Realising the need for stability in Bangladesh, which the Hasina government has been successful in bringing to Bangladesh in the past 15 years, the other major powers were keen on her return to power. Unlike the US, they thus maintained that Bangladesh’s election is its internal matter. India also went as far as requesting the US to not put too much pressure on the Hasina government, as it would encourage fundamentalist elements in the society to surface, thereby threatening regional stability. Australia remained non-committal on the issue. Post-election, therefore relations with these countries will prosper. The “Golden Chapter” in India-Bangladesh relations will receive a boost with more intensive cooperation in existing areas and expanding collaboration in new avenues. Ties with Japan will also span across new dimensions and India’s Northeast will be a major zone of cooperation between Bangladesh, Japan, and India. Linkages with Australia will also strengthen. However, the same cannot be assumed about Bangladesh-US relations. After the election results were announced, the US issued a statement that the Dhaka polls had not been free or fair and expressed its concern over reported electoral irregularities.
India also went as far as requesting the US to not put too much pressure on the Hasina government, as it would encourage fundamentalist elements in the society to surface, thereby threatening regional stability.

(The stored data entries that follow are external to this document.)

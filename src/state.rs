//! Application state
//!
//! Holds all shared components and state

use crate::ai_client::{GeminiConfig, InferenceService};
use crate::config_store::{CameraDirectory, ModelKind, ModelRegistry};
use crate::detection_log_service::DetectionStore;
use crate::detection_pipeline::{DetectionPipeline, PipelineConfig};
use crate::event_log_service::EventLogService;
use crate::frame_buffer::FrameBufferConfig;
use crate::frame_source::{FfmpegOptions, SourceConnector};
use crate::inference_gate::InferenceGates;
use crate::stream_registry::{StreamConfig, StreamRegistry};
use crate::worker_supervisor::{WorkerConfig, WorkerSupervisor};
use sqlx::PgPool;
use std::str::FromStr;
use std::sync::Arc;
use std::time::{Duration, Instant};

fn env_parse<T: FromStr>(key: &str, default: T) -> T {
    std::env::var(key)
        .ok()
        .and_then(|v| v.trim().parse().ok())
        .unwrap_or(default)
}

fn env_opt(key: &str) -> Option<String> {
    std::env::var(key).ok().filter(|v| !v.trim().is_empty())
}

/// Application configuration
#[derive(Debug, Clone)]
pub struct AppConfig {
    /// PostgreSQL URL; without it cameras and models come from `CAMERAS`/`MODELS`
    pub database_url: Option<String>,
    pub host: String,
    pub port: u16,
    pub cors_origin: String,
    /// Static cameras, `id=address` pairs
    pub static_cameras: Vec<(String, String)>,
    /// Static models, `id=kind` pairs
    pub static_models: Vec<(String, ModelKind)>,
    pub gemini_api_key_fire: Option<String>,
    pub gemini_api_key_helmet: Option<String>,
    pub gemini_model: String,
    pub gemini_base_url: String,
    pub inference_cooldown_ms: u64,
    pub inference_timeout_ms: u64,
    pub frame_buffer_capacity: usize,
    pub frame_read_timeout_ms: u64,
    /// Wait for a frame on single-frame capture
    pub snapshot_timeout_ms: u64,
    pub stream_open_timeout_sec: u64,
    pub stream_stall_timeout_sec: u64,
    pub stream_max_failures: u32,
    pub camera_lease_timeout_ms: u64,
    pub worker_max_acquire_failures: u32,
    pub worker_acquire_retry_ms: u64,
    pub capture_fps: Option<u32>,
    pub ffmpeg_path: String,
    pub event_log_capacity: usize,
}

impl Default for AppConfig {
    fn default() -> Self {
        Self {
            database_url: env_opt("DATABASE_URL"),
            host: std::env::var("HOST").unwrap_or_else(|_| "0.0.0.0".to_string()),
            port: env_parse("PORT", 8000),
            cors_origin: std::env::var("CORS_ORIGIN")
                .unwrap_or_else(|_| "http://localhost:5173".to_string()),
            static_cameras: env_opt("CAMERAS")
                .map(|v| parse_pairs(&v))
                .unwrap_or_default(),
            static_models: env_opt("MODELS")
                .map(|v| parse_model_pairs(&v))
                .unwrap_or_default(),
            gemini_api_key_fire: env_opt("GOOGLE_API_KEY_FIRE"),
            gemini_api_key_helmet: env_opt("GOOGLE_API_KEY_HELMET"),
            gemini_model: std::env::var("GEMINI_MODEL")
                .unwrap_or_else(|_| "gemini-1.5-flash-latest".to_string()),
            gemini_base_url: std::env::var("GEMINI_BASE_URL")
                .unwrap_or_else(|_| "https://generativelanguage.googleapis.com".to_string()),
            inference_cooldown_ms: env_parse("INFERENCE_COOLDOWN_MS", 500),
            inference_timeout_ms: env_parse("INFERENCE_TIMEOUT_MS", 2000),
            frame_buffer_capacity: env_parse("FRAME_BUFFER_CAPACITY", 2),
            frame_read_timeout_ms: env_parse("FRAME_READ_TIMEOUT_MS", 100),
            snapshot_timeout_ms: env_parse("SNAPSHOT_TIMEOUT_MS", 5000),
            stream_open_timeout_sec: env_parse("STREAM_OPEN_TIMEOUT_SEC", 10),
            stream_stall_timeout_sec: env_parse("STREAM_STALL_TIMEOUT_SEC", 10),
            stream_max_failures: env_parse("STREAM_MAX_FAILURES", 30),
            camera_lease_timeout_ms: env_parse("CAMERA_LEASE_TIMEOUT_MS", 5000),
            worker_max_acquire_failures: env_parse("WORKER_MAX_ACQUIRE_FAILURES", 5),
            worker_acquire_retry_ms: env_parse("WORKER_ACQUIRE_RETRY_MS", 1000),
            capture_fps: env_opt("CAPTURE_FPS").and_then(|v| v.trim().parse().ok()),
            ffmpeg_path: std::env::var("FFMPEG_PATH").unwrap_or_else(|_| "ffmpeg".to_string()),
            event_log_capacity: env_parse("EVENT_LOG_CAPACITY", 500),
        }
    }
}

/// Parse `a=x,b=y` into pairs, skipping malformed entries
fn parse_pairs(raw: &str) -> Vec<(String, String)> {
    raw.split(',')
        .filter_map(|item| {
            let (id, value) = item.split_once('=')?;
            let (id, value) = (id.trim(), value.trim());
            if id.is_empty() || value.is_empty() {
                tracing::warn!(entry = %item, "Ignoring malformed config entry");
                return None;
            }
            Some((id.to_string(), value.to_string()))
        })
        .collect()
}

fn parse_model_pairs(raw: &str) -> Vec<(String, ModelKind)> {
    parse_pairs(raw)
        .into_iter()
        .filter_map(|(id, kind)| match kind.parse::<ModelKind>() {
            Ok(kind) => Some((id, kind)),
            Err(e) => {
                tracing::warn!(model_id = %id, error = %e, "Ignoring static model");
                None
            }
        })
        .collect()
}

impl AppConfig {
    pub fn stream_config(&self) -> StreamConfig {
        StreamConfig {
            buffer: FrameBufferConfig {
                capacity: self.frame_buffer_capacity,
                stall_timeout: Duration::from_secs(self.stream_stall_timeout_sec),
                max_consecutive_failures: self.stream_max_failures,
                ..FrameBufferConfig::default()
            },
            lease_timeout: Duration::from_millis(self.camera_lease_timeout_ms),
        }
    }

    pub fn worker_config(&self) -> WorkerConfig {
        WorkerConfig {
            frame_timeout: Duration::from_millis(self.frame_read_timeout_ms),
            max_acquire_failures: self.worker_max_acquire_failures,
            acquire_retry_delay: Duration::from_millis(self.worker_acquire_retry_ms),
        }
    }

    pub fn pipeline_config(&self) -> PipelineConfig {
        PipelineConfig {
            inference_timeout: Duration::from_millis(self.inference_timeout_ms),
        }
    }

    pub fn ffmpeg_options(&self) -> FfmpegOptions {
        FfmpegOptions {
            ffmpeg_path: self.ffmpeg_path.clone(),
            open_timeout: Duration::from_secs(self.stream_open_timeout_sec),
            capture_fps: self.capture_fps,
            ..FfmpegOptions::default()
        }
    }

    pub fn gemini_config(&self) -> GeminiConfig {
        GeminiConfig {
            base_url: self.gemini_base_url.clone(),
            model: self.gemini_model.clone(),
            fire_api_key: self.gemini_api_key_fire.clone(),
            helmet_api_key: self.gemini_api_key_helmet.clone(),
            ..GeminiConfig::default()
        }
    }
}

/// External collaborators the state is assembled from
pub struct Collaborators {
    pub cameras: Arc<dyn CameraDirectory>,
    pub models: Arc<dyn ModelRegistry>,
    pub connector: Arc<dyn SourceConnector>,
    pub inference: Arc<dyn InferenceService>,
    pub store: Arc<dyn DetectionStore>,
}

/// Application state shared across handlers
#[derive(Clone)]
pub struct AppState {
    /// Application config
    pub config: AppConfig,
    /// Database pool (absent in static mode)
    pub pool: Option<PgPool>,
    /// Camera source resolver
    pub cameras: Arc<dyn CameraDirectory>,
    /// Open camera connections
    pub registry: Arc<StreamRegistry>,
    /// Detection workers
    pub supervisor: Arc<WorkerSupervisor>,
    /// Recent detections
    pub event_log: Arc<EventLogService>,
    pub started_at: Instant,
}

impl AppState {
    pub fn new(config: AppConfig, pool: Option<PgPool>, collaborators: Collaborators) -> Self {
        let registry = Arc::new(StreamRegistry::new(
            collaborators.connector,
            config.stream_config(),
        ));
        let gates = Arc::new(InferenceGates::new(Duration::from_millis(
            config.inference_cooldown_ms,
        )));
        let pipeline = Arc::new(DetectionPipeline::new(
            gates,
            collaborators.inference,
            config.pipeline_config(),
        ));
        let event_log = Arc::new(EventLogService::new(config.event_log_capacity));
        let supervisor = Arc::new(WorkerSupervisor::new(
            registry.clone(),
            collaborators.cameras.clone(),
            collaborators.models,
            pipeline,
            collaborators.store,
            event_log.clone(),
            config.worker_config(),
        ));

        Self {
            config,
            pool,
            cameras: collaborators.cameras,
            registry,
            supervisor,
            event_log,
            started_at: Instant::now(),
        }
    }
}

#[cfg(test)]
mod tests {
    use super::*;

    #[test]
    fn test_parse_pairs() {
        let pairs = parse_pairs("cam1=rtsp://a/b?x=1, cam2 = 0 ,broken,=x");
        assert_eq!(
            pairs,
            vec![
                ("cam1".to_string(), "rtsp://a/b?x=1".to_string()),
                ("cam2".to_string(), "0".to_string()),
            ]
        );
    }

    #[test]
    fn test_parse_model_pairs() {
        let models = parse_model_pairs("m1=fire,m2=Helmet,m3=attendance");
        assert_eq!(
            models,
            vec![
                ("m1".to_string(), ModelKind::Fire),
                ("m2".to_string(), ModelKind::Helmet),
            ]
        );
    }

    #[test]
    fn test_component_configs() {
        let config = AppConfig {
            frame_buffer_capacity: 3,
            inference_timeout_ms: 1500,
            ..AppConfig::default()
        };
        assert_eq!(config.stream_config().buffer.capacity, 3);
        assert_eq!(
            config.pipeline_config().inference_timeout,
            Duration::from_millis(1500)
        );
    }
}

While it remains to be seen how the Hasina government will react to this comment, the US’s posture will likely push Dhaka to lean more closely toward Beijing. However, an increased Chinese presence in the neighbourhood will also be a cause of discomfort for India. It is thus possible that in the coming years, Dhaka’s diplomacy of balance will be increasingly occupied with maintaining an equilibrium between its engagements with China and India. However, while Dhaka is likely to increase engagements with China, especially if there is a dearth of US assistance, the Hasina government is well aware of global concerns over countries heavily in debt to Beijing. Thus, it will be careful in its collaborations, simultaneously advancing cooperation with Japan and Australia, as alternative developmental partners, to prevent its sole reliance on China and also to retain its political non-alignment. Ties with the US will also heal for mutual interests, but it will require certain reconciliatory efforts from Washington D.C. Even then, this will be a gradual process, as at present it is unlikely that either President Biden or PM Hasina, with a fresh landslide victory in her repertoire, will be swayed from their political positions. In all probability, PM Hasina will also reassure Bangladesh’s other strategic partners, international institutions, and even her populace of the credibility of her electoral win, to prevent the US narrative from gaining further ground, especially via her Opposition.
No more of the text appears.